Source data:

__________________________________________________

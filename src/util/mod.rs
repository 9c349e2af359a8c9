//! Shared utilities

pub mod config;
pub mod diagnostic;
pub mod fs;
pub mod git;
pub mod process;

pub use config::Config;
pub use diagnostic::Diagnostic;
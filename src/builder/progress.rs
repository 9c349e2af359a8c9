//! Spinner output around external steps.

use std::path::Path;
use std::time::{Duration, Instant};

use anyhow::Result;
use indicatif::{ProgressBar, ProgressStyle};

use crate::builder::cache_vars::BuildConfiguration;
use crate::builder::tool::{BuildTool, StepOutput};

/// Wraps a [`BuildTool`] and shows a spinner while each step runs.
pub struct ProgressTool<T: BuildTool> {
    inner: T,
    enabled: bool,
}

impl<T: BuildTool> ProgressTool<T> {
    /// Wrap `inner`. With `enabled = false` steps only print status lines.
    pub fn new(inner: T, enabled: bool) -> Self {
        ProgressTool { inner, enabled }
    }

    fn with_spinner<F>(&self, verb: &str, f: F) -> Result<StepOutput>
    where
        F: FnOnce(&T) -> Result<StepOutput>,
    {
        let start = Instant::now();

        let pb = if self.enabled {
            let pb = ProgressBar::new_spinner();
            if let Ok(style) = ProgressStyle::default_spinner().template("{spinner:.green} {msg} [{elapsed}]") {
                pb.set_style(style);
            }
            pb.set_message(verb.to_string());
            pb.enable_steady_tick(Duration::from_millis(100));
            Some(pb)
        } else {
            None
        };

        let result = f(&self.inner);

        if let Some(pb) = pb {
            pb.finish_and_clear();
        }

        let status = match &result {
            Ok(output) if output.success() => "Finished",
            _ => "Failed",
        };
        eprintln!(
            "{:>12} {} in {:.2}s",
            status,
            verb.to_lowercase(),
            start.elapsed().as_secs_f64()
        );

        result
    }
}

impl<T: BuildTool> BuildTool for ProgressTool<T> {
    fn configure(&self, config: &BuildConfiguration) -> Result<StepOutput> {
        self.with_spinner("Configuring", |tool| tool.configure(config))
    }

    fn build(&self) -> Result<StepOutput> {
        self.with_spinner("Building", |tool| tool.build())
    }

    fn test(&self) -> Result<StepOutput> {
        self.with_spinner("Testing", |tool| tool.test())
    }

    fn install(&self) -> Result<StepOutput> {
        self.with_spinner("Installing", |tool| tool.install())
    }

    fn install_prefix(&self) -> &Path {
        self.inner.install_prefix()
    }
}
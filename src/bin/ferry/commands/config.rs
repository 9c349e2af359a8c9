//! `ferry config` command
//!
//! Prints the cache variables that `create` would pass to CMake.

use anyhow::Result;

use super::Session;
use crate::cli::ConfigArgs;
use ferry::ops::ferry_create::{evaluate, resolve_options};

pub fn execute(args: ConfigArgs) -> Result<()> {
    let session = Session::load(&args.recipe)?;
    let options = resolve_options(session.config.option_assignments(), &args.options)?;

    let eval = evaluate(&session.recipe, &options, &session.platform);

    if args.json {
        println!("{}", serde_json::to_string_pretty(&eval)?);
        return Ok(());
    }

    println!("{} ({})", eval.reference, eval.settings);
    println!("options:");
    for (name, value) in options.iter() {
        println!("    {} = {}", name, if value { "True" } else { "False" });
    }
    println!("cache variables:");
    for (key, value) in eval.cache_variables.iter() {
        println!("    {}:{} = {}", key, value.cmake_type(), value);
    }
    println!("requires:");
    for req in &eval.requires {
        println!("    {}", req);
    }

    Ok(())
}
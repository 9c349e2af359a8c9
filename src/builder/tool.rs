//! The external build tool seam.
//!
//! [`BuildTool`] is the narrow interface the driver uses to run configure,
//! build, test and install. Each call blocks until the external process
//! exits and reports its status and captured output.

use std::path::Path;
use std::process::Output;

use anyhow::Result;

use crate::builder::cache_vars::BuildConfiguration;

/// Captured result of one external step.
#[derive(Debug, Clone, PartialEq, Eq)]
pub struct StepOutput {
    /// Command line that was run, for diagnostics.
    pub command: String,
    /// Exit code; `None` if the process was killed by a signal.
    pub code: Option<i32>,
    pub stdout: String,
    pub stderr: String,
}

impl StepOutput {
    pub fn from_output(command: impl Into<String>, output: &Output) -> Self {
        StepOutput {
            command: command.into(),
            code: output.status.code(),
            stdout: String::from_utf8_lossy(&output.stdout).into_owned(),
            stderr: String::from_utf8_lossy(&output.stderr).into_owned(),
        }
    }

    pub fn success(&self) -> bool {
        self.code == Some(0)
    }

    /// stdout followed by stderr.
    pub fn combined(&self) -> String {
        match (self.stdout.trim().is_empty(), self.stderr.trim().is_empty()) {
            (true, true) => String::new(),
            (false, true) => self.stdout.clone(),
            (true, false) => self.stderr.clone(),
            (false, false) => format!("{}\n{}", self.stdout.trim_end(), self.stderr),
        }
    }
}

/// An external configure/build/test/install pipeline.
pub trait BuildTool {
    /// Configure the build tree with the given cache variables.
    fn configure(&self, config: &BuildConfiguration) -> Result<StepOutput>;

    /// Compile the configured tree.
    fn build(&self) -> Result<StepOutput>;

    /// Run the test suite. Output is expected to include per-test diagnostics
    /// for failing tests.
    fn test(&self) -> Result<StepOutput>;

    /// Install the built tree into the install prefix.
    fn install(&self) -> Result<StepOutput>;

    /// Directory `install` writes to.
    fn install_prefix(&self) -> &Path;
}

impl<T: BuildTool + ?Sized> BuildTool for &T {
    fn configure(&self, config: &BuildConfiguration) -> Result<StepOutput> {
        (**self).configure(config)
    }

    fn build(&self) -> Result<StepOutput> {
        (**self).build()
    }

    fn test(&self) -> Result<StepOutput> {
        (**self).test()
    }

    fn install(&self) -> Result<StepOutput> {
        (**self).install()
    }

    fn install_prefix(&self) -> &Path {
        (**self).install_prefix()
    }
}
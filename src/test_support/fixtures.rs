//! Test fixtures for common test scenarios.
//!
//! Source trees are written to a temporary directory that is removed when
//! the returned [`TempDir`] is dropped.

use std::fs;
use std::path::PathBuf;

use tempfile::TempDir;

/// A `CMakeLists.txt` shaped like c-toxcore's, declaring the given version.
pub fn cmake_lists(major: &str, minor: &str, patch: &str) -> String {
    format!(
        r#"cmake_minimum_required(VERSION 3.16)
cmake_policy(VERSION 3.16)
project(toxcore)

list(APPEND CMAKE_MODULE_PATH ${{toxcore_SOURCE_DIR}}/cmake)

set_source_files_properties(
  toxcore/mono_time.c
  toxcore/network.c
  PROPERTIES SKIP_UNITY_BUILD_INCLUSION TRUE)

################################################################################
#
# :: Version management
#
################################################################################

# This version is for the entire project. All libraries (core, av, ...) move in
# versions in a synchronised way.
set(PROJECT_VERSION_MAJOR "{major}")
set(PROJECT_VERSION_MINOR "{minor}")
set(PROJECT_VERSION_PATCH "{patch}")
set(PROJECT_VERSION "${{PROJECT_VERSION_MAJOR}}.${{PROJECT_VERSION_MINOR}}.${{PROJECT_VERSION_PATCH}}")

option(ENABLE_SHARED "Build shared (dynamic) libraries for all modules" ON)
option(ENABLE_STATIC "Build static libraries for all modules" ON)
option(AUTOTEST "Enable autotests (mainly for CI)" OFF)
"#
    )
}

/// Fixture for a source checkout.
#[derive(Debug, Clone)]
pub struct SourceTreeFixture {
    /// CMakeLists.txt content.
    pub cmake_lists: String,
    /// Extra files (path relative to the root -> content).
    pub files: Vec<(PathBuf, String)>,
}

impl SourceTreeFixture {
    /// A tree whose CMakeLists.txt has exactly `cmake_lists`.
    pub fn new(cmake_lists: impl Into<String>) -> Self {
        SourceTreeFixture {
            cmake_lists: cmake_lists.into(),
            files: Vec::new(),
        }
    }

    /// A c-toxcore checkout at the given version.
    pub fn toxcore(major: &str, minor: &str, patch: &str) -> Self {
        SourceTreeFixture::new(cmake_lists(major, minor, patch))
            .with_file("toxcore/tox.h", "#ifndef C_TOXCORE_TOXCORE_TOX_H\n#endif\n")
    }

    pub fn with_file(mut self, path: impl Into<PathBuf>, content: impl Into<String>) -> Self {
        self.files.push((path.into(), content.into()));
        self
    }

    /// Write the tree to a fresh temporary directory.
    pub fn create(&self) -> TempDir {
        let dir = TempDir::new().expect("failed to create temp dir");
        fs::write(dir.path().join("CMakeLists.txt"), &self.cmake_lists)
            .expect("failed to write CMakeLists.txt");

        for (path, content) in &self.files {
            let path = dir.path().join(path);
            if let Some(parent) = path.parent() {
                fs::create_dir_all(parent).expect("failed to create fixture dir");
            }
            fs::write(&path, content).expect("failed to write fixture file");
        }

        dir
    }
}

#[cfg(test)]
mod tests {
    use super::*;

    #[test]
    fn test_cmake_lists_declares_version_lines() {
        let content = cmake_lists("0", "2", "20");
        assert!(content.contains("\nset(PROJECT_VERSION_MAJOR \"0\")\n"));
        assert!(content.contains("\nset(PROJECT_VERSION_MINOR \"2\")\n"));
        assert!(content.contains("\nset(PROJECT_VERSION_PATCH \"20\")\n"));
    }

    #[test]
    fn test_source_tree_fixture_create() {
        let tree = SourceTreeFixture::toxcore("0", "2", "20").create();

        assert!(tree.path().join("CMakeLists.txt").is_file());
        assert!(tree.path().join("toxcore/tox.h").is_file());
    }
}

__________________________________________________

• [WORK TASK]
Wherever the string "stdout" occurs in the records, copy the line it is in.

• [ANSWER]
    pub stdout: String,
            stdout: String::from_utf8_lossy(&output.stdout).into_owned(),
    /// stdout followed by stderr.
        match (self.stdout.trim().is_empty(), self.stderr.trim().is_empty()) {
            (false, true) => self.stdout.clone(),
            (false, false) => format!("{}\n{}", self.stdout.trim_end(), self.stderr),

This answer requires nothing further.